Tent-dwelling intern sought media attention

Hyde had been living in his tent, near the World Trade Organization on the shores of Lake Geneva, for about two weeks. Keystone

David Hyde, the New Zealander who made global headlines last week for living in a tent during his unpaid United Nations internship in Geneva, has admitted that there is more to his story.

This content was published on August 16, 2015 - 13:06

Last week, news about a young graduate forced to live in a tent to make ends meet during his unpaid six-month internship at the UN struck a chord with many. The story of David Hyde, a 22-year-old international relations graduate from New Zealand, soon went viral, calling into question the controversial practice of employing interns for free.

On Wednesday, Hyde said he was quitting the position because, as he told reporters in Geneva, “it would be too difficult to continue to focus on my work as an intern at this stage”. 

The announcement invited sympathy from many readers and followers of the story on social media: a driven young man appeared to have been thwarted in his career dreams by a harsh economic reality.

However, it now appears there were other reasons for Hyde’s early departure.

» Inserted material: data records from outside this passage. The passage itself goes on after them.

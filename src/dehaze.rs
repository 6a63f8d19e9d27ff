//! Per-frame dehazing: tensor conversion around the FFA-Net forward pass.

use candle_core::{DType, Device, Module, Tensor};
use image::RgbImage;
use std::path::Path;

use crate::config::DeviceChoice;
use crate::constants::{HAZE_MEAN, HAZE_STD};
use crate::error::{Error, Result};
use crate::net::{self, FfaConfig, FfaNet};

/// Per-channel affine normalization applied to unit-range RGB input.
#[derive(Debug, Clone, Copy, PartialEq)]
pub struct Normalization {
    pub mean: [f32; 3],
    pub std: [f32; 3],
}

impl Default for Normalization {
    fn default() -> Self {
        Self {
            mean: HAZE_MEAN,
            std: HAZE_STD,
        }
    }
}

impl Normalization {
    fn channel_tensors(&self, device: &Device) -> Result<(Tensor, Tensor)> {
        let mean = Tensor::from_slice(&self.mean[..], (3, 1, 1), device)?;
        let std = Tensor::from_slice(&self.std[..], (3, 1, 1), device)?;
        Ok((mean, std))
    }

    /// `(x - mean) / std` per channel on a `(3, h, w)` or `(b, 3, h, w)` tensor.
    pub fn normalize(&self, xs: &Tensor) -> Result<Tensor> {
        let (mean, std) = self.channel_tensors(xs.device())?;
        Ok(xs.broadcast_sub(&mean)?.broadcast_div(&std)?)
    }

    /// Inverse of [`Normalization::normalize`].
    pub fn denormalize(&self, xs: &Tensor) -> Result<Tensor> {
        let (mean, std) = self.channel_tensors(xs.device())?;
        Ok(xs.broadcast_mul(&std)?.broadcast_add(&mean)?)
    }
}

/// RGB frame to a normalized `(1, 3, h, w)` f32 tensor.
pub fn frame_to_tensor(frame: &RgbImage, norm: &Normalization, device: &Device) -> Result<Tensor> {
    let (w, h) = frame.dimensions();
    let unit = (Tensor::from_slice(frame.as_raw().as_slice(), (h as usize, w as usize, 3), device)?
        .permute((2, 0, 1))?
        .to_dtype(DType::F32)?
        * (1. / 255.))?;
    Ok(norm.normalize(&unit)?.unsqueeze(0)?)
}

/// Unit-range `(1, 3, h, w)` or `(3, h, w)` tensor back to an 8-bit RGB frame.
/// Values outside `[0, 1]` are clamped.
pub fn tensor_to_frame(xs: &Tensor) -> Result<RgbImage> {
    let xs = match xs.rank() {
        4 => xs.squeeze(0)?,
        _ => xs.clone(),
    };
    let (channels, h, w) = xs.dims3()?;
    if channels != 3 {
        return Err(Error::ShapeMismatch {
            expected: "3 channels".into(),
            actual: format!("{:?}", xs.dims()),
        });
    }

    let samples = (xs.to_device(&Device::Cpu)?.clamp(0f32, 1f32)? * 255.)?
        .round()?
        .to_dtype(DType::U8)?
        .permute((1, 2, 0))?
        .flatten_all()?
        .to_vec1::<u8>()?;

    RgbImage::from_raw(w as u32, h as u32, samples).ok_or_else(|| Error::ShapeMismatch {
        expected: format!("{}x{}x3 samples", w, h),
        actual: "short buffer".into(),
    })
}

/// Loaded network plus the preprocessing it was trained with.
/// Shared read-only across requests.
pub struct Dehazer {
    net: FfaNet,
    norm: Normalization,
    device: Device,
}

impl Dehazer {
    pub fn new(net: FfaNet, norm: Normalization, device: Device) -> Self {
        Self { net, norm, device }
    }

    /// Open the configured device and load the checkpoint onto it.
    pub fn load(checkpoint: &Path, device: DeviceChoice) -> Result<Self> {
        let device = device.resolve()?;
        let net = net::checkpoint::load(checkpoint, FfaConfig::default(), &device)?;
        Ok(Self::new(net, Normalization::default(), device))
    }

    pub fn device(&self) -> &Device {
        &self.device
    }

    /// Dehaze one frame. Blocks for the whole forward pass.
    pub fn dehaze(&self, frame: &RgbImage) -> Result<RgbImage> {
        let input = frame_to_tensor(frame, &self.norm, &self.device)?;
        let output = self.net.forward(&input)?;

        let expected = input.dims();
        if output.dims() != expected {
            return Err(Error::ShapeMismatch {
                expected: format!("{:?}", expected),
                actual: format!("{:?}", output.dims()),
            });
        }

        tensor_to_frame(&output)
    }
}
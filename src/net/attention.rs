use candle_core::{Module, Result, Tensor};
use candle_nn::{Conv2d, VarBuilder};

use super::pointwise_conv;

/// Global spatial mean, keeping a `(b, c, 1, 1)` shape.
pub(crate) fn global_avg_pool(xs: &Tensor) -> Result<Tensor> {
    xs.mean_keepdim(3)?.mean_keepdim(2)
}

/// Channel attention: pooled per-channel statistics gate each channel.
#[derive(Debug, Clone)]
pub struct CaLayer {
    reduce: Conv2d,
    expand: Conv2d,
}

impl CaLayer {
    pub fn new(channels: usize, reduction: usize, vb: VarBuilder) -> Result<Self> {
        let hidden = channels / reduction;
        let vb = vb.pp("ca");
        Ok(Self {
            reduce: pointwise_conv(channels, hidden, vb.pp(0))?,
            expand: pointwise_conv(hidden, channels, vb.pp(2))?,
        })
    }
}

impl Module for CaLayer {
    fn forward(&self, xs: &Tensor) -> Result<Tensor> {
        let gate = global_avg_pool(xs)?
            .apply(&self.reduce)?
            .relu()?
            .apply(&self.expand)?;
        let gate = candle_nn::ops::sigmoid(&gate)?;
        xs.broadcast_mul(&gate)
    }
}

/// Pixel attention: a single-channel gate per spatial location.
#[derive(Debug, Clone)]
pub struct PaLayer {
    reduce: Conv2d,
    project: Conv2d,
}

impl PaLayer {
    pub fn new(channels: usize, reduction: usize, vb: VarBuilder) -> Result<Self> {
        let hidden = channels / reduction;
        let vb = vb.pp("pa");
        Ok(Self {
            reduce: pointwise_conv(channels, hidden, vb.pp(0))?,
            project: pointwise_conv(hidden, 1, vb.pp(2))?,
        })
    }
}

impl Module for PaLayer {
    fn forward(&self, xs: &Tensor) -> Result<Tensor> {
        let gate = xs.apply(&self.reduce)?.relu()?.apply(&self.project)?;
        let gate = candle_nn::ops::sigmoid(&gate)?;
        xs.broadcast_mul(&gate)
    }
}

On Saturday, Hyde gave an interview to online magazine The Intercept in which he admitted that he and his Swiss-German girlfriend had planned the stint in the tent to provide fodder for a documentary on unpaid internships. After setting up camp in Geneva, Hyde sent anonymous emails to media editors to call attention to his “situation”.

Not entirely honest

The flood of media attention that followed was evidently more than Hyde had bargained for, and he abandoned his social experiment and resigned from his UN position soon afterwards.

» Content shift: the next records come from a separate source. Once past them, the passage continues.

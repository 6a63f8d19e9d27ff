//! Frame-by-frame decoding through an ffmpeg child writing raw BGR24 to a pipe.

use image::RgbImage;
use std::path::Path;
use std::process::Stdio;
use tokio::io::{AsyncRead, AsyncReadExt};
use tokio::process::{Child, ChildStdout, Command};
use tokio::task::JoinHandle;

use super::frame::{bgr_to_rgb, frame_len};
use super::probe::VideoInfo;
use super::collect_stderr;
use crate::error::{Error, Result};

pub struct FrameDecoder {
    child: Child,
    stdout: ChildStdout,
    stderr: JoinHandle<String>,
    width: u32,
    height: u32,
}

impl FrameDecoder {
    pub fn spawn(input: &Path, info: &VideoInfo, threads: usize) -> Result<Self> {
        let mut child = Command::new("ffmpeg")
            .args(["-hide_banner", "-loglevel", "error", "-nostdin"])
            .args(["-threads", &threads.to_string()])
            // autorotate stays on: frames arrive upright, at the size the probe reports
            .arg("-i")
            .arg(input)
            .args(["-map", "0:v:0", "-an", "-sn"])
            // one output frame per decoded frame: no duplication or dropping
            .args(["-vsync", "passthrough"])
            .args(["-f", "rawvideo", "-pix_fmt", "bgr24", "-"])
            .stdin(Stdio::null())
            .stdout(Stdio::piped())
            .stderr(Stdio::piped())
            .kill_on_drop(true)
            .spawn()
            .map_err(|source| Error::Tool {
                tool: "ffmpeg",
                source,
            })?;

        let stdout = child
            .stdout
            .take()
            .ok_or_else(|| Error::Decode("decoder stdout unavailable".into()))?;
        let stderr = collect_stderr(child.stderr.take());

        Ok(Self {
            child,
            stdout,
            stderr,
            width: info.width,
            height: info.height,
        })
    }

    /// Next frame in decode order, or `None` at end of stream.
    pub async fn next_frame(&mut self) -> Result<Option<RgbImage>> {
        let len = frame_len(self.width, self.height);
        match read_frame(&mut self.stdout, len).await? {
            Some(bgr) => bgr_to_rgb(bgr, self.width, self.height).map(Some),
            None => Ok(None),
        }
    }

    /// Wait for ffmpeg to exit; a failed exit means the stream was corrupt.
    pub async fn finish(self) -> Result<()> {
        let Self {
            mut child,
            stdout,
            stderr,
            ..
        } = self;
        drop(stdout);

        let status = child.wait().await?;
        let stderr = stderr.await.unwrap_or_default();
        if !status.success() {
            return Err(Error::Decode(stderr.trim().to_string()));
        }
        Ok(())
    }
}

/// Read exactly one frame of `len` bytes. Clean EOF before the first byte
/// ends the stream; EOF inside a frame is a truncated stream.
pub(crate) async fn read_frame<R>(reader: &mut R, len: usize) -> Result<Option<Vec<u8>>>
where
    R: AsyncRead + Unpin,
{
    let mut buf = vec![0u8; len];
    let mut filled = 0;
    while filled < len {
        let n = reader.read(&mut buf[filled..]).await?;
        if n == 0 {
            if filled == 0 {
                return Ok(None);
            }
            return Err(Error::Decode(format!(
                "truncated frame: got {} of {} bytes",
                filled, len
            )));
        }
        filled += n;
    }
    Ok(Some(buf))
}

“Yes, I organised the media attention so that the media would address this question,” Le Temps quoted Hyde as saying in an interview for the independent newspaper Jet d’Encre. “But could I have imagined or predicted the media reaction that would follow? Absolutely not.”

Hyde had admitted early on to the media that he had not been entirely honest during the internship application process, claiming he could support himself financially for the un-salaried six-months when he knew he could not. However, what at first appeared to be youthful optimism and naivety now appears to be an orchestrated quest to bring attention to a controversial issue.